Activity
Transcribe exactly everything in the data below from the line containing "Market snapshot contract" down to the line containing "the current cycle", both lines included and nothing further.

****************************************

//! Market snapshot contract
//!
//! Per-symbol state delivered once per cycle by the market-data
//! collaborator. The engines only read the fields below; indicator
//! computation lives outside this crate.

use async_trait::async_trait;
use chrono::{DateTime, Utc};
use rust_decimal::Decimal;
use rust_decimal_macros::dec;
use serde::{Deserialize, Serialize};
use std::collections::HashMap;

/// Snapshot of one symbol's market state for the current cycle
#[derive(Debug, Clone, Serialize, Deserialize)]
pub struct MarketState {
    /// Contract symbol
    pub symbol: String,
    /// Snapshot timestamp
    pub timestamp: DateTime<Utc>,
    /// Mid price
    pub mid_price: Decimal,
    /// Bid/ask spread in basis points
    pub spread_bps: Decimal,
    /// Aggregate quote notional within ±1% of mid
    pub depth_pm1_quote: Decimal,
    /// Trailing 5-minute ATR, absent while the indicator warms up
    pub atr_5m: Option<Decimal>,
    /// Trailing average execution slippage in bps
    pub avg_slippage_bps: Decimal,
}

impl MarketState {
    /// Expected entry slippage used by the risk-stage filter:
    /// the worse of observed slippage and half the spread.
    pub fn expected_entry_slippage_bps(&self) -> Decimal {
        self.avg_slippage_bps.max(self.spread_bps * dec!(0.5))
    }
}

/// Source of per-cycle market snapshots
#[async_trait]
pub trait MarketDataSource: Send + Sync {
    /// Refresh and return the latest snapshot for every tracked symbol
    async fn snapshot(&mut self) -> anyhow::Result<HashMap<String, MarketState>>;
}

****************************************

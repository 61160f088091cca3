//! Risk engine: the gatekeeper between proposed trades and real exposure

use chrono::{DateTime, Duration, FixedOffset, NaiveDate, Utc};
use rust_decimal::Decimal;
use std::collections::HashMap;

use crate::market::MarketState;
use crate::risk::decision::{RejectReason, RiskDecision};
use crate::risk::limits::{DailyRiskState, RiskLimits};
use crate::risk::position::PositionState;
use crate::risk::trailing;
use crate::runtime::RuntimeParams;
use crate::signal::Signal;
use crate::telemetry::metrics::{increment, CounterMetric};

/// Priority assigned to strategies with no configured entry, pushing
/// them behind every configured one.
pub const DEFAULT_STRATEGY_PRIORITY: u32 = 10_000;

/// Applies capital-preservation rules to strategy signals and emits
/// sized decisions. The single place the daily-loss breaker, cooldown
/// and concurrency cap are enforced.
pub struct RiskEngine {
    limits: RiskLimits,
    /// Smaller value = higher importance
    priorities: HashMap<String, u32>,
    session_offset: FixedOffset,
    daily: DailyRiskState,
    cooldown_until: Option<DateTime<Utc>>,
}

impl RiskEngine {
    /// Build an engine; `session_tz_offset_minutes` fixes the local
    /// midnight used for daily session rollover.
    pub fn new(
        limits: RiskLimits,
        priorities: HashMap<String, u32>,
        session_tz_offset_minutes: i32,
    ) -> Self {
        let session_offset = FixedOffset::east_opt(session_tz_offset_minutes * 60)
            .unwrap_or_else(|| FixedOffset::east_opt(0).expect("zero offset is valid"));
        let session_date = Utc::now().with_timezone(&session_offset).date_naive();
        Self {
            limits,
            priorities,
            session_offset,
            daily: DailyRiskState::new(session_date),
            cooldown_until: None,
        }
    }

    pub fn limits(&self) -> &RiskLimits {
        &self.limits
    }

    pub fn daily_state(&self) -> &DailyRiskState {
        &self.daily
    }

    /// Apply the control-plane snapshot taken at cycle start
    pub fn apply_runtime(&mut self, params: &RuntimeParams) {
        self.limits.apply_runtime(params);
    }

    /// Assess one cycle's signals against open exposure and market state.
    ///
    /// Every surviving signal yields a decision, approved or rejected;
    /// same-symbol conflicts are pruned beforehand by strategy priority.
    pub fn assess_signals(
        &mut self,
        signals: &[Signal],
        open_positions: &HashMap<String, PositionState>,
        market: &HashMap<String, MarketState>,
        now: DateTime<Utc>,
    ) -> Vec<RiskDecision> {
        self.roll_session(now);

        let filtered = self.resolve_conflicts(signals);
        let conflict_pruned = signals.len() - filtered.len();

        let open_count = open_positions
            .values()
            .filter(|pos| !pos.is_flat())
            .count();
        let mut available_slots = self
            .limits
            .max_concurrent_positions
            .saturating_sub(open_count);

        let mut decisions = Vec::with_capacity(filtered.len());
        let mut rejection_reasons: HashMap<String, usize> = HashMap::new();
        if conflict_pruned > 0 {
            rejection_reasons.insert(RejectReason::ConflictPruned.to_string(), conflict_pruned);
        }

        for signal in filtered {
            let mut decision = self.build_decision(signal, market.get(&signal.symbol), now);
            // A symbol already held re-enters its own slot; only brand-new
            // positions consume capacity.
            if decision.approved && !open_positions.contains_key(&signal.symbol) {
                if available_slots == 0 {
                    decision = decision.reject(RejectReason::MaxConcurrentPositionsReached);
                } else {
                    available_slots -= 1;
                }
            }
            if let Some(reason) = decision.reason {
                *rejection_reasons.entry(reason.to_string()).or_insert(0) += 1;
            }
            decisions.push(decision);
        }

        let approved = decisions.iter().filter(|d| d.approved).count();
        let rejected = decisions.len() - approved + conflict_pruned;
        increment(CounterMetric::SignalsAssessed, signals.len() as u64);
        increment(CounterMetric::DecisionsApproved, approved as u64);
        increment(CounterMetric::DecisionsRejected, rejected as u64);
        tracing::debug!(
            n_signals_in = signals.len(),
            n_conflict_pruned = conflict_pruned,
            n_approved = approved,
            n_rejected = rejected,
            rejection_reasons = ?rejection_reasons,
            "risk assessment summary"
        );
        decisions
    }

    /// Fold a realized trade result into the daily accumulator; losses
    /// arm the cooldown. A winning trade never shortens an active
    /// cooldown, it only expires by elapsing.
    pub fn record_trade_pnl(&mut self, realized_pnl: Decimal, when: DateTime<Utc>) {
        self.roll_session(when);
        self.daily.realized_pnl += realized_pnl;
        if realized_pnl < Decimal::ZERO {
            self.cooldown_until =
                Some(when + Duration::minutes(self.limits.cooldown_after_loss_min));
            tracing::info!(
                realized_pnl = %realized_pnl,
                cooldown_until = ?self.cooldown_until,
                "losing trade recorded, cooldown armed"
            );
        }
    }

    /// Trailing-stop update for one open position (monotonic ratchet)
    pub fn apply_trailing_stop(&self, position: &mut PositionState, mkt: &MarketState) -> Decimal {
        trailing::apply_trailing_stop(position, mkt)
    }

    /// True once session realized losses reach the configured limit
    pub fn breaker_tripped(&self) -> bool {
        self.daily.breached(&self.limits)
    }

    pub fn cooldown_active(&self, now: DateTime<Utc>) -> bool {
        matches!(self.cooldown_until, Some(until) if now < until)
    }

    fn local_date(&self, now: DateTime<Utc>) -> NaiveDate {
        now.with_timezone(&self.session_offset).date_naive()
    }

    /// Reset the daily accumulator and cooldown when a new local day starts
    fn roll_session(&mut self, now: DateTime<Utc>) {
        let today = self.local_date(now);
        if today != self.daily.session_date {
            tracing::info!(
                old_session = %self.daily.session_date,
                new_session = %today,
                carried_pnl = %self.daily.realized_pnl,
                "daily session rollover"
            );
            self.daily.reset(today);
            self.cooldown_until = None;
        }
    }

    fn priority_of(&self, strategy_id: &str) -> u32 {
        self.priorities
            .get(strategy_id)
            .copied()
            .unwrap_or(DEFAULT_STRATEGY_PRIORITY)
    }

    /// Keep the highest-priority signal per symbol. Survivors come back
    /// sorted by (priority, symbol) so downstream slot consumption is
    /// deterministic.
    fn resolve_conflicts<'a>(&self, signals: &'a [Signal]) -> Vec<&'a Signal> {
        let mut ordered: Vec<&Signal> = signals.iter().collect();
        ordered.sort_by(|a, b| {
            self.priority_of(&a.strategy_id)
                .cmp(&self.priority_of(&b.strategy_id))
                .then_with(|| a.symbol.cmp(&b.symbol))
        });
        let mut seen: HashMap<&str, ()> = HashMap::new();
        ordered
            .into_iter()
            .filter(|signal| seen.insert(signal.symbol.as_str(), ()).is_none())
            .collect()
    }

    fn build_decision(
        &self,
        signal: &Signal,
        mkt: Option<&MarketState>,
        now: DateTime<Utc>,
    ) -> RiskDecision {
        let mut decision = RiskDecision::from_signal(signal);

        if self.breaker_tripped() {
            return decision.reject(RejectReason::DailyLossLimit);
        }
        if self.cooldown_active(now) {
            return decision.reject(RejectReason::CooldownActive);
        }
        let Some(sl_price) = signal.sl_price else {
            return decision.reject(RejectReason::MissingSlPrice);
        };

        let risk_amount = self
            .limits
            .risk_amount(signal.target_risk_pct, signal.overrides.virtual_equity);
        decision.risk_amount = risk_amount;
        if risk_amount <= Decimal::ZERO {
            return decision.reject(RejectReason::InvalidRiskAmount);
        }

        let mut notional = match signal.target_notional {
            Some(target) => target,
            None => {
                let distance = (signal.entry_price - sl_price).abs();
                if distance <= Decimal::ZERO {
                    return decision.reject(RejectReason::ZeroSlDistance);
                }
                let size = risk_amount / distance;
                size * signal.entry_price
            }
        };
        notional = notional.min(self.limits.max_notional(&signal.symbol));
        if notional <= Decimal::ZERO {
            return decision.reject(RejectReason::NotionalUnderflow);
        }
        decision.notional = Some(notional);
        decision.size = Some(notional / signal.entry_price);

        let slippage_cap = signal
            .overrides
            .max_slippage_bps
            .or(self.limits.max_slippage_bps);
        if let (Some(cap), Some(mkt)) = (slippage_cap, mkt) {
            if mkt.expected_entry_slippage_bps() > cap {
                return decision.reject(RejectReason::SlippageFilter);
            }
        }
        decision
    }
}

****************************************

Your solution
//! Market snapshot contract
//!
//! Per-symbol state delivered once per cycle by the market-data
//! collaborator. The engines only read the fields below; indicator
//! computation lives outside this crate.

use async_trait::async_trait;
use chrono::{DateTime, Utc};
use rust_decimal::Decimal;
use rust_decimal_macros::dec;
use serde::{Deserialize, Serialize};
use std::collections::HashMap;

/// Snapshot of one symbol's market state for the current cycle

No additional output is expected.